I’m going through thirty gigs of files from various sources trying to sort them. A lot of the original PDF files have been modified by someone adding their name to the first page. That’s easy to spot. But this is only one case of many I expect to encounter.

They are 16 pages of schematics. I see no difference other than the size. Konqueror with KPDF only shows a difference in the modified date and will open both of them. PDFEdit will not open the smaller file.

517.6KB File
899.7KB File

Doubtful but is there anyway to find out what was modified, such as a table of contents added?

Is there a command line program that will list the differences between various PDF files?

To compare the text, use GNU diff (or your favourite GUI therefor) and xpdf’s pdftotext:


$ pdftotext file1.pdf >file1.txt
$ pdftotext file2.pdf >file2.txt
$ diff file1.txt file2.txt

To compare the metadata (title, author, bookmarks, etc.), use diff and pdftk:


$ pdftk file1.pdf dump_data output file1.txt
$ pdftk file2.pdf dump_data output file2.txt
$ diff file1.txt file2.txt

To do very low-level comparison (for which you will probably need to know a bit about the PDF file format, which is a bit like PostScript), you can use pdftk to decompress the page stream:


$ pdftk file1.pdf output file1_uncompressed.pdf uncompress
$ pdftk file2.pdf output file2_uncompressed.pdf uncompress
$ diff file1_uncompressed.pdf file2_uncompressed.pdf

Oh, and I just thought of a way to do visual page-by-page comparisons, which works even with pages that have graphics.

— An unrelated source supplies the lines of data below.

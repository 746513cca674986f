//! Scoring of term and proximity matches.
//!
//! A `#SCORE` node turns the matches of the inverted list below it into
//! numbers. Which number depends on the retrieval model: the Boolean models
//! use constant or frequency scores, BM25 and Indri use the statistics of the
//! list and the store through [`Bm25Scorer`] and [`IndriScorer`].
//!
//! The per-operator dispatch for every scoring node lives here too; the
//! combinators themselves are implemented in `boolean` and `belief`.

use std::fmt::Debug;

use crate::error::{Result, XiphosError};
use crate::index::posting::DocId;
use crate::index::store::PostingStore;
use crate::model::RetrievalModel;
use crate::query::node::{NodeId, Operator, QueryTree};

/// Trait for per-document term scorers.
pub trait Scorer: Send + Debug {
    /// Calculate the score of a document containing the term `term_freq`
    /// times in a field of `doc_length` tokens.
    fn score(&self, term_freq: u64, doc_length: u64) -> f64;

    /// Get the name of this scorer.
    fn name(&self) -> &'static str;
}

/// BM25 scorer for one inverted list.
#[derive(Debug, Clone)]
pub struct Bm25Scorer {
    /// Document frequency of the term.
    doc_freq: u64,
    /// Number of documents in the corpus.
    total_docs: u64,
    /// Average length of the field.
    avg_field_length: f64,
    k1: f64,
    b: f64,
    k3: f64,
}

impl Bm25Scorer {
    /// Create a new BM25 scorer.
    pub fn new(
        doc_freq: u64,
        total_docs: u64,
        avg_field_length: f64,
        k1: f64,
        b: f64,
        k3: f64,
    ) -> Self {
        Bm25Scorer {
            doc_freq,
            total_docs,
            avg_field_length,
            k1,
            b,
            k3,
        }
    }

    /// Robertson-Sparck Jones weight of the term.
    ///
    /// Negative for terms in more than half of the corpus.
    pub fn idf(&self) -> f64 {
        let n = self.total_docs as f64;
        let df = self.doc_freq as f64;

        // RSJ = log((N - df + 0.5) / (df + 0.5))
        ((n - df + 0.5) / (df + 0.5)).ln()
    }

    /// Saturated, length-normalized term frequency.
    pub fn tf(&self, term_freq: u64, doc_length: u64) -> f64 {
        let tf = term_freq as f64;
        let length_ratio = if self.avg_field_length > 0.0 {
            doc_length as f64 / self.avg_field_length
        } else {
            0.0
        };
        let norm = self.k1 * (1.0 - self.b + self.b * length_ratio);
        if tf + norm == 0.0 {
            return 0.0;
        }
        tf / (tf + norm)
    }

    /// Query term weight. Query terms are never repeated, so qtf is 1.
    pub fn user_weight(&self) -> f64 {
        let qtf = 1.0;
        (self.k3 + 1.0) * qtf / (self.k3 + qtf)
    }
}

impl Scorer for Bm25Scorer {
    fn score(&self, term_freq: u64, doc_length: u64) -> f64 {
        self.idf() * self.tf(term_freq, doc_length) * self.user_weight()
    }

    fn name(&self) -> &'static str {
        "BM25"
    }
}

/// Indri scorer for one inverted list.
///
/// Mixes a Dirichlet-smoothed document model with the collection model using
/// Jelinek-Mercer interpolation.
#[derive(Debug, Clone)]
pub struct IndriScorer {
    /// Maximum likelihood estimate of the term in the collection.
    collection_prob: f64,
    mu: f64,
    lambda: f64,
}

impl IndriScorer {
    /// Create a new Indri scorer from the list's corpus term frequency and
    /// the number of tokens in the field.
    pub fn new(corpus_term_freq: u64, field_tokens: u64, mu: f64, lambda: f64) -> Self {
        let collection_prob = if field_tokens == 0 {
            0.0
        } else {
            corpus_term_freq as f64 / field_tokens as f64
        };
        IndriScorer {
            collection_prob,
            mu,
            lambda,
        }
    }

    /// Get the collection probability of the term.
    pub fn collection_prob(&self) -> f64 {
        self.collection_prob
    }
}

impl Scorer for IndriScorer {
    fn score(&self, term_freq: u64, doc_length: u64) -> f64 {
        let smoothing = doc_length as f64 + self.mu;
        let document = if smoothing == 0.0 {
            0.0
        } else {
            (term_freq as f64 + self.mu * self.collection_prob) / smoothing
        };
        (1.0 - self.lambda) * document + self.lambda * self.collection_prob
    }

    fn name(&self) -> &'static str {
        "Indri"
    }
}

impl QueryTree {
    /// Score the current match of a scoring node.
    ///
    /// The node must have a match, i.e. the last [`has_match`](Self::has_match)
    /// returned true and it has not been advanced since.
    pub fn get_score(
        &self,
        id: NodeId,
        model: &RetrievalModel,
        store: &dyn PostingStore,
    ) -> Result<f64> {
        let doc_id = self.current_match(id).ok_or_else(|| {
            XiphosError::query(format!("node {id} has no current match to score"))
        })?;

        match self.nodes[id].operator {
            Operator::Score => self.score_term(id, model, store, doc_id),
            Operator::And => self.and_score(id, model, store, doc_id),
            Operator::Or => self.or_score(id, model, store, doc_id),
            Operator::Sum => self.sum_score(id, model, store, doc_id),
            Operator::Wand => self.wand_score(id, model, store, doc_id),
            Operator::Wsum => self.wsum_score(id, model, store, doc_id),
            ref operator => Err(XiphosError::query(format!(
                "{} produces an inverted list, not scores",
                operator.name()
            ))),
        }
    }

    /// Score a document the node does not match.
    ///
    /// Only the Indri model gives non-matching documents a belief; the other
    /// operators that tolerate partial matches contribute nothing.
    pub fn default_score(
        &self,
        id: NodeId,
        model: &RetrievalModel,
        store: &dyn PostingStore,
        doc_id: DocId,
    ) -> Result<f64> {
        match self.nodes[id].operator {
            Operator::Score => self.default_term_score(id, model, store, doc_id),
            Operator::And => self.and_default_score(id, model, store, doc_id),
            Operator::Or | Operator::Sum => Ok(0.0),
            Operator::Wand => self.wand_default_score(id, model, store, doc_id),
            Operator::Wsum => self.wsum_default_score(id, model, store, doc_id),
            ref operator => Err(XiphosError::query(format!(
                "{} produces an inverted list, not scores",
                operator.name()
            ))),
        }
    }

    /// Score of a child: its own score when it matches `doc_id`, its default
    /// score otherwise.
    pub(crate) fn belief(
        &self,
        child: NodeId,
        model: &RetrievalModel,
        store: &dyn PostingStore,
        doc_id: DocId,
    ) -> Result<f64> {
        if self.matches_doc(child, doc_id) {
            self.get_score(child, model, store)
        } else {
            self.default_score(child, model, store, doc_id)
        }
    }

    fn score_term(
        &self,
        id: NodeId,
        model: &RetrievalModel,
        store: &dyn PostingStore,
        doc_id: DocId,
    ) -> Result<f64> {
        let child = self.score_child(id)?;
        let term_freq = self.current_posting(child).map_or(0, |posting| posting.term_freq());

        match *model {
            RetrievalModel::UnrankedBoolean => Ok(1.0),
            RetrievalModel::RankedBoolean => Ok(term_freq as f64),
            RetrievalModel::Bm25 { .. } | RetrievalModel::Indri { .. } => {
                let scorer = self.term_scorer(child, model, store)?;
                let field = self.field(child).unwrap_or_default();
                Ok(scorer.score(term_freq, store.field_length(field, doc_id)?))
            }
        }
    }

    fn default_term_score(
        &self,
        id: NodeId,
        model: &RetrievalModel,
        store: &dyn PostingStore,
        doc_id: DocId,
    ) -> Result<f64> {
        if !matches!(model, RetrievalModel::Indri { .. }) {
            return Err(XiphosError::unsupported("#SCORE", model.name()));
        }
        let child = self.score_child(id)?;
        let scorer = self.term_scorer(child, model, store)?;
        let field = self.field(child).unwrap_or_default();
        Ok(scorer.score(0, store.field_length(field, doc_id)?))
    }

    /// Build the model's scorer for a term or proximity node.
    fn term_scorer(
        &self,
        id: NodeId,
        model: &RetrievalModel,
        store: &dyn PostingStore,
    ) -> Result<Box<dyn Scorer>> {
        let list = self.nodes[id]
            .list
            .as_ref()
            .ok_or_else(|| XiphosError::query(format!("node {id} was not initialized")))?;
        let field = list.field.as_str();

        match *model {
            RetrievalModel::Bm25 { k1, b, k3 } => Ok(Box::new(Bm25Scorer::new(
                list.doc_freq,
                store.doc_count()?,
                store.avg_field_length(field)?,
                k1,
                b,
                k3,
            ))),
            RetrievalModel::Indri { mu, lambda } => Ok(Box::new(IndriScorer::new(
                list.corpus_term_freq,
                store.total_field_length(field)?,
                mu,
                lambda,
            ))),
            _ => Err(XiphosError::unsupported("#SCORE", model.name())),
        }
    }

    fn score_child(&self, id: NodeId) -> Result<NodeId> {
        self.nodes[id]
            .children
            .first()
            .copied()
            .ok_or_else(|| XiphosError::query("#SCORE has no argument"))
    }
}

#[cfg(test)]
mod tests {
    use super::*;
    use crate::index::memory::InMemoryPostingStore;

    const EPSILON: f64 = 1e-9;

    fn store() -> InMemoryPostingStore {
        let mut store = InMemoryPostingStore::new();
        store.add_document("d0", &[("body", "apple pie apple")]).unwrap();
        store.add_document("d1", &[("body", "banana")]).unwrap();
        store.add_document("d2", &[("body", "apple tart")]).unwrap();
        store.add_document("d3", &[("body", "cherry pie")]).unwrap();
        store
    }

    fn score_tree(term: &str) -> (QueryTree, NodeId) {
        let mut tree = QueryTree::new();
        let leaf = tree.add_term(term, "body");
        let score = tree.add_operator(Operator::Score, vec![leaf]).unwrap();
        tree.set_root(score).unwrap();
        (tree, score)
    }

    #[test]
    fn test_bm25_scorer() {
        let scorer = Bm25Scorer::new(2, 4, 2.0, 1.2, 0.75, 0.0);

        let expected_idf = (2.5f64 / 2.5).ln();
        assert!((scorer.idf() - expected_idf).abs() < EPSILON);
        assert!((scorer.user_weight() - 1.0).abs() < EPSILON);
        assert!(scorer.tf(2, 2) > scorer.tf(1, 2));
        assert!(scorer.tf(1, 1) > scorer.tf(1, 4));
        assert_eq!(scorer.tf(0, 3), 0.0);
        assert_eq!(scorer.name(), "BM25");

        let rare = Bm25Scorer::new(1, 100, 10.0, 1.2, 0.75, 0.0);
        let common = Bm25Scorer::new(90, 100, 10.0, 1.2, 0.75, 0.0);
        assert!(rare.idf() > 0.0);
        assert!(common.idf() < 0.0);
    }

    #[test]
    fn test_indri_scorer() {
        let scorer = IndriScorer::new(3, 8, 2500.0, 0.4);
        let p = 3.0 / 8.0;
        assert!((scorer.collection_prob() - p).abs() < EPSILON);

        let expected = 0.6 * (2.0 + 2500.0 * p) / (3.0 + 2500.0) + 0.4 * p;
        assert!((scorer.score(2, 3) - expected).abs() < EPSILON);
        assert!(scorer.score(2, 3) > scorer.score(0, 3));

        let empty = IndriScorer::new(0, 0, 0.0, 0.5);
        assert_eq!(empty.score(0, 0), 0.0);
    }

    #[test]
    fn test_boolean_term_scores() {
        let store = store();

        let (mut tree, score) = score_tree("apple");
        let model = RetrievalModel::UnrankedBoolean;
        tree.initialize(&model, &store).unwrap();
        assert!(tree.has_match(score, &model).unwrap());
        assert_eq!(tree.get_score(score, &model, &store).unwrap(), 1.0);

        let model = RetrievalModel::RankedBoolean;
        tree.initialize(&model, &store).unwrap();
        assert!(tree.has_match(score, &model).unwrap());
        assert_eq!(tree.get_score(score, &model, &store).unwrap(), 2.0);
        assert!(tree.default_score(score, &model, &store, 1).is_err());
    }

    #[test]
    fn test_bm25_term_score() {
        let store = store();
        let (mut tree, score) = score_tree("banana");
        let model = RetrievalModel::bm25(1.2, 0.75, 0.0).unwrap();
        tree.initialize(&model, &store).unwrap();
        assert!(tree.has_match(score, &model).unwrap());

        // N = 4, df = 1, doc length 1, average length 2
        let idf = (3.5f64 / 1.5).ln();
        let tf = 1.0 / (1.0 + 1.2 * (0.25 + 0.75 * 0.5));
        let expected = idf * tf;
        assert!((tree.get_score(score, &model, &store).unwrap() - expected).abs() < EPSILON);

        // A term in half of the corpus carries no weight.
        let (mut tree, score) = score_tree("pie");
        tree.initialize(&model, &store).unwrap();
        assert!(tree.has_match(score, &model).unwrap());
        assert!(tree.get_score(score, &model, &store).unwrap().abs() < EPSILON);
        assert!(tree.default_score(score, &model, &store, 1).is_err());
    }

    #[test]
    fn test_indri_term_scores() {
        let store = store();
        let (mut tree, score) = score_tree("banana");
        let model = RetrievalModel::indri(2.0, 0.2).unwrap();
        tree.initialize(&model, &store).unwrap();
        assert!(tree.has_match(score, &model).unwrap());

        let p = 1.0 / 8.0;
        let matched = 0.8 * (1.0 + 2.0 * p) / (1.0 + 2.0) + 0.2 * p;
        assert!((tree.get_score(score, &model, &store).unwrap() - matched).abs() < EPSILON);

        let unmatched = 0.8 * (2.0 * p) / (3.0 + 2.0) + 0.2 * p;
        let default = tree.default_score(score, &model, &store, 0).unwrap();
        assert!((default - unmatched).abs() < EPSILON);
    }

    #[test]
    fn test_inverted_lists_have_no_score() {
        let store = store();
        let mut tree = QueryTree::new();
        let leaf = tree.add_term("apple", "body");
        tree.set_root(leaf).unwrap();
        let model = RetrievalModel::RankedBoolean;
        tree.initialize(&model, &store).unwrap();
        assert!(tree.has_match(leaf, &model).unwrap());
        assert!(tree.get_score(leaf, &model, &store).is_err());
    }
}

You will end up with a PDF with the differences highlighted in red. Assume your two PDFs are called foo.pdf and bar.pdf with N pages. Then do the following (in bash):


$ pdftk foo.pdf burst output foo_%d.pdf
$ pdftk bar.pdf burst output bar_%d.pdf
$ for f in {1..N};do compare foo_$f.pdf bar_$f.pdf foobar_$f.pdf;done
$ pdftk foobar_{1..N}.pdf cat output foobar.pdf

These commands use pdftk’s burst function to split the PDF files into one file per page. It then calls ImageMagick’s compare function on each pair of files to produce a “difference” image. Then pdftk’s cat function is called to stitch the difference images back together into a PDF called foobar.pdf. View the PDF in your favourite PDF viewer and you’ll see all the parts that are the same in grey, and all the parts that are different in red.

You could print the pages out, place them side by side, and use my method.